6 Things to Know About Your Millennial Employees
Millennials are the future of your practice, which is why it’s so important to take the time to understand them. When you do, they’ll not only be much happier in their role, they’ll also be more productive – leading to a more profitable dental practice.
So what should you, the practice CEO, know about your Millennial employees? Here are six things to keep in mind that will help you better understand this age group and their work habits.
1. They’re fast learners. Millennials grew up with technology, so they’re quick to embrace it. It doesn’t take long for them to grasp new concepts. They love to learn and expect to be provided with the training and tools they need to succeed. Remember they’re the most educated generation to enter the workplace. They’re always up for taking on new challenges and are excited by new opportunities.
2. They’re confident. Most Millennials were raised by doting, even overprotective, parents who always told them how wonderful and special they are. These employees grew up in a generation where everyone went home with a trophy, regardless of what place they came in. So while most are team players, they simply aren’t used to failing. Because of this Millennials tend to be self-assured, and in some cases overly confident. They just assume what they’ve done is right so they often don’t check their work. This could lead to problems, especially when they’re new.
3. Millennials rely on their smartphones. As you probably know, this generation has grown up using smartphones and spend a lot of time texting, posting on social media and even shopping. The problem is, many millennials think it’s OK to quickly text a friend or send out a Tweet in the middle of the work day – which could be a major source of contention with other team members.
Unless you tell them they can’t, Millennials will think nothing of looking at a YouTube video or making a quick Facebook post while sitting at the front desk. Not only will this irritate your older employees and look unprofessional to any patients in the waiting area, it also leads to concerns about cross-contamination.
I suggest you develop a cell phone policy so you don’t have to worry about this becoming an issue in your practice. Make sure employees understand they must keep their cell phones and other gadgets in their purse or in a locker during the work day.
Now some employees might protest, saying they need to have access to their cell phone in case there’s an emergency and their child’s school needs to reach them. To put these concerns to rest, tell employees to give out the office number as the emergency contact, and allow them to check their cell phones during quick breaks between patients.

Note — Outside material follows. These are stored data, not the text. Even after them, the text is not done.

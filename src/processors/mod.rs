//! Input processing shared by every model backend.

pub mod batch;

pub use batch::{BatchInputs, ProcessedInputs, build_batch};
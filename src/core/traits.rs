//! Traits separating the model backend from the comparison logic.
//!
//! A backend provides two components, mirroring how pretrained checkpoints
//! ship a processor next to the weights:
//!
//! ```text
//! ┌──────────────┐   ProcessedInputs   ┌─────────────┐   BatchInputs   ┌─────────────────┐
//! │InputProcessor│────────────────────▶│ build_batch │───────────────▶│ PreferenceModel │──▶ logits
//! │• process     │   (one per image)   │ (stacking)  │                │• forward        │
//! │• encode_cand.│                     └─────────────┘                └─────────────────┘
//! └──────────────┘
//! ```
//!
//! The comparator and driver only see these traits, so they can be exercised
//! with lightweight CPU mocks.

use crate::core::PreferenceError;
use crate::processors::{BatchInputs, ProcessedInputs};
use candle_core::{DType, Device, Tensor};
use image::RgbImage;

/// Turns an image and a prompt into model-ready tensors.
pub trait InputProcessor {
    /// Processes a single image with the prompt.
    ///
    /// Tensors may live on any device; [`crate::processors::build_batch`]
    /// moves them to the model's device after stacking.
    fn process(&self, image: &RgbImage, prompt: &str) -> Result<ProcessedInputs, PreferenceError>;

    /// Maps each candidate answer to its token id.
    ///
    /// Every string must correspond to exactly one token; an answer that
    /// tokenizes into several pieces has no single logit to read.
    fn encode_candidates(&self, candidates: &[&str]) -> Result<Vec<u32>, PreferenceError>;
}

/// A pretrained multimodal language model.
pub trait PreferenceModel {
    /// Device holding the weights. Batches are assembled here.
    fn device(&self) -> &Device;

    /// Precision of the weights. The image field is cast to this.
    fn dtype(&self) -> DType;

    /// Runs one forward pass over the batch.
    ///
    /// Returns vocabulary logits either for every position, shape
    /// `[B, S, V]`, or for the final position only, shape `[B, V]`.
    fn forward(&self, batch: &BatchInputs) -> Result<Tensor, PreferenceError>;

    /// Short human-readable description used in logs.
    fn model_info(&self) -> String;
}
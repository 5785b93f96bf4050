//! The core module of the scoring pipeline.
//!
//! This module contains the pieces every other module builds on:
//! - Constants describing the default comparison run
//! - Run configuration
//! - Error handling
//! - Traits separating model backends from the comparison logic

pub mod config;
pub mod constants;
pub mod errors;
pub mod traits;

pub use config::ComparisonConfig;
pub use constants::*;
pub use errors::{PreferenceError, PreferenceResult, ProcessingStage};
pub use traits::{InputProcessor, PreferenceModel};

/// Initializes the tracing subscriber for logging.
///
/// Honors `RUST_LOG`; falls back to `info` when it is unset so that per-pair
/// progress is visible by default.
pub fn init_tracing() {
    use tracing_subscriber::{EnvFilter, layer::SubscriberExt, util::SubscriberInitExt};

    let filter = EnvFilter::try_from_default_env().unwrap_or_else(|_| EnvFilter::new("info"));
    tracing_subscriber::registry()
        .with(filter)
        .with(tracing_subscriber::fmt::layer())
        .init();
}
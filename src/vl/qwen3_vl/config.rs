use crate::core::PreferenceError;
use serde::Deserialize;
use std::path::Path;

#[derive(Debug, Clone, PartialEq, Deserialize)]
pub struct Qwen3VlImageSize {
    /// Minimum pixel count after resizing.
    pub shortest_edge: u32,
    /// Maximum pixel count after resizing.
    pub longest_edge: u32,
}

/// Image processor settings, as found in `preprocessor_config.json`.
#[derive(Debug, Clone, PartialEq, Deserialize)]
#[serde(default)]
pub struct Qwen3VlPreprocessorConfig {
    pub size: Qwen3VlImageSize,
    pub patch_size: usize,
    pub temporal_patch_size: usize,
    pub merge_size: usize,
    pub do_rescale: bool,
    pub rescale_factor: f32,
    pub do_normalize: bool,
    pub image_mean: Vec<f32>,
    pub image_std: Vec<f32>,
}

impl Default for Qwen3VlPreprocessorConfig {
    fn default() -> Self {
        Self {
            size: Qwen3VlImageSize {
                shortest_edge: 256 * 16 * 16,
                longest_edge: 1280 * 32 * 32,
            },
            patch_size: 16,
            temporal_patch_size: 2,
            merge_size: 2,
            do_rescale: true,
            rescale_factor: 1.0 / 255.0,
            do_normalize: true,
            image_mean: vec![0.5, 0.5, 0.5],
            image_std: vec![0.5, 0.5, 0.5],
        }
    }
}

impl Qwen3VlPreprocessorConfig {
    pub fn from_path(path: impl AsRef<Path>) -> Result<Self, PreferenceError> {
        let contents = std::fs::read_to_string(path)?;
        serde_json::from_str(&contents).map_err(|e| {
            PreferenceError::config_error(format!(
                "failed to parse Qwen3-VL preprocessor_config.json: {e}"
            ))
        })
    }

    pub fn validate(&self) -> Result<(), PreferenceError> {
        if self.image_mean.len() != 3 || self.image_std.len() != 3 {
            return Err(PreferenceError::config_error(format!(
                "Qwen3-VL image_mean/std must have length 3, got mean={} std={}",
                self.image_mean.len(),
                self.image_std.len()
            )));
        }
        if self.image_std.iter().any(|&s| s == 0.0) {
            return Err(PreferenceError::config_error(
                "Qwen3-VL image_std must not contain zeros",
            ));
        }
        if self.patch_size == 0 || self.merge_size == 0 || self.temporal_patch_size == 0 {
            return Err(PreferenceError::config_error(format!(
                "Qwen3-VL patch_size/merge_size/temporal_patch_size must be > 0, got {}/{}/{}",
                self.patch_size, self.merge_size, self.temporal_patch_size
            )));
        }
        if self.size.shortest_edge > self.size.longest_edge {
            return Err(PreferenceError::config_error(format!(
                "Qwen3-VL pixel budget is empty: min {} > max {}",
                self.size.shortest_edge, self.size.longest_edge
            )));
        }
        Ok(())
    }

    /// Side length, in pixels, that resized images must be divisible by.
    pub fn factor(&self) -> u32 {
        (self.patch_size * self.merge_size) as u32
    }

    /// Lowers the pixel budget so a resized image yields at most `max_tokens`
    /// image placeholder tokens. Each token covers `factor() x factor()` pixels.
    pub fn limit_image_tokens(&mut self, max_tokens: usize) {
        let pixels_per_token = u64::from(self.factor()).pow(2);
        let max_pixels = (max_tokens as u64 * pixels_per_token).min(u64::from(u32::MAX)) as u32;
        if self.size.longest_edge > max_pixels {
            tracing::debug!(
                from = self.size.longest_edge,
                to = max_pixels,
                max_tokens,
                "capping Qwen3-VL image pixel budget"
            );
            self.size.longest_edge = max_pixels;
        }
        self.size.shortest_edge = self.size.shortest_edge.min(self.size.longest_edge);
    }
}

/// Special token ids used to build the chat prompt.
#[derive(Debug, Clone, Copy, PartialEq, Eq)]
pub struct Qwen3VlSpecialTokens {
    pub im_start: u32,
    pub im_end: u32,
    pub vision_start: u32,
    pub vision_end: u32,
    pub image_pad: u32,
}
impl Qwen3VlPreferenceModel {
    /// Wraps already loaded weights. Builds the model once to check that every
    /// tensor the architecture needs is present.
    pub fn new(
        config: Config,
        weights: VarBuilder<'static>,
        model_id: impl Into<String>,
    ) -> Result<Self, PreferenceError> {
        let model = Self {
            device: weights.device().clone(),
            dtype: weights.dtype(),
            image_token_id: config.image_token_id,
            model_id: model_id.into(),
            config,
            weights,
        };
        model.build()?;
        Ok(model)
    }

    fn build(&self) -> Result<Qwen3VLModel, PreferenceError> {
        Qwen3VLModel::new(&self.config, self.weights.clone())
            .map_err(|e| candle_to_inference(MODEL_NAME, "build model", e))
    }
}

impl PreferenceModel for Qwen3VlPreferenceModel {
    fn device(&self) -> &Device {
        &self.device
    }

    fn dtype(&self) -> DType {
        self.dtype
    }

    fn forward(&self, batch: &BatchInputs) -> Result<Tensor, PreferenceError> {
        let batch_size = batch.batch_size();
        let seq_len = batch.seq_len();

        let rows = batch
            .input_ids
            .to_vec2::<u32>()
            .map_err(|e| candle_to_inference(MODEL_NAME, "read input_ids", e))?;
        let image_spans: Vec<Vec<(usize, usize)>> = rows
            .iter()
            .map(|row| find_image_spans(row, self.image_token_id))
            .collect();

        // The vision tower takes every sample's patches as one sequence.
        let pixel_values = batch
            .images
            .flatten(0, 1)
            .map_err(|e| candle_to_inference(MODEL_NAME, "flatten image patches", e))?;

        self.build()?
            .forward(
                &batch.input_ids,
                Some(pixel_values),
                None,
                Some(batch.image_grid_thw.clone()),
                None,
                vec![seq_len; batch_size],
                image_spans,
                vec![vec![]; batch_size],
                &vec![0; batch_size],
            )
            .map_err(|e| candle_to_inference(MODEL_NAME, "forward", e))
    }

    fn model_info(&self) -> String {
        format!("{MODEL_NAME} {} on {:?} ({:?})", self.model_id, self.device, self.dtype)
    }
}

/// Loads the processor and model of a Qwen3-VL checkpoint.
///
/// Everything heavy happens here, once per run: weight download and loading,
/// tokenizer parsing, and model construction.
pub fn load_qwen3_vl(
    source: &ModelSource,
    device: Device,
    dtype: DType,
) -> Result<(Qwen3VlProcessor, Qwen3VlPreferenceModel), PreferenceError> {
    let start = Instant::now();
    let files = source.resolve()?;
    let model_id = match source {
        ModelSource::Hub { model_id, .. } => model_id.clone(),
        ModelSource::Local(dir) => dir.display().to_string(),
    };

    let contents = std::fs::read_to_string(&files.config)?;
    let mut config: Config = serde_json::from_str(&contents).map_err(|e| {
        PreferenceError::config_error(format!("failed to parse Qwen3-VL config.json: {e}"))
    })?;
    if config.text_config.max_position_embeddings > MAX_SEQ_LEN {
        tracing::debug!(
            from = config.text_config.max_position_embeddings,
            to = MAX_SEQ_LEN,
            "capping max_position_embeddings"
        );
        config.text_config.max_position_embeddings = MAX_SEQ_LEN;
    }

    let tokenizer = Tokenizer::from_file(&files.tokenizer).map_err(|source| {
        PreferenceError::Inference {
            model_name: MODEL_NAME.to_string(),
            context: "load tokenizer.json".to_string(),
            source,
        }
    })?;
    let image_cfg = match &files.preprocessor {
        Some(path) => Qwen3VlPreprocessorConfig::from_path(path)?,
        None => Qwen3VlPreprocessorConfig::default(),
    };
    let processor = Qwen3VlProcessor::new(tokenizer, image_cfg, &config)?;

    tracing::info!(
        model = %model_id,
        shards = files.weights.len(),
        ?device,
        ?dtype,
        "loading {MODEL_NAME} weights"
    );
    let tensors = load_weights(&files.weights, dtype, &device)?;
    let weights = VarBuilder::from_tensors(tensors, dtype, &device);
    let model = Qwen3VlPreferenceModel::new(config, weights, model_id)?;

    tracing::info!(
        "{MODEL_NAME} loaded in {:.2}s",
        start.elapsed().as_secs_f64()
    );

    Ok((processor, model))
}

4. They value a work/life balance. While Baby Boomers don’t think twice about working late or putting in a few hours over the weekend, Millennials typically would rather work their eight hour day and then enjoy their personal time. Sure, they want to be part of the team and contribute to the group, but it’s rare to see them working past 5 p.m.
Millennials want to enjoy life, and trust me, they won’t stick around if they’re not happy with the work environment for any reason. They’ll start looking for a new job and won’t hesitate to leave when they find something that seems like a better fit, whether they want more money or a more flexible schedule.
5. Millennials want feedback. This is true of everyone in your dental practice, but especially Millennials. Your team members, no matter their age, want to know what they’re doing right and where they can improve. Be sure to provide continual feedback, both positive and negative, and develop detailed job descriptions. Let employees know how performance will be measured. This will make your team more efficient and much more likely to excel in their roles, boosting practice production and your bottom line.
6. They want to be fairly compensated. Not only that, Millennials believe they should receive the same compensation as their more experienced co-workers. From the beginning make sure Millennials (as well as everyone else on your team) understand under what circumstances raises will be discussed and how promotions will be awarded.
If you want to create a thriving dental practice, you and your team members have to work together. That means overcoming the many generational differences that exist in the workplace. Trust me, it’s well worth the effort and will lead to a more efficient practice and a more robust bottom line.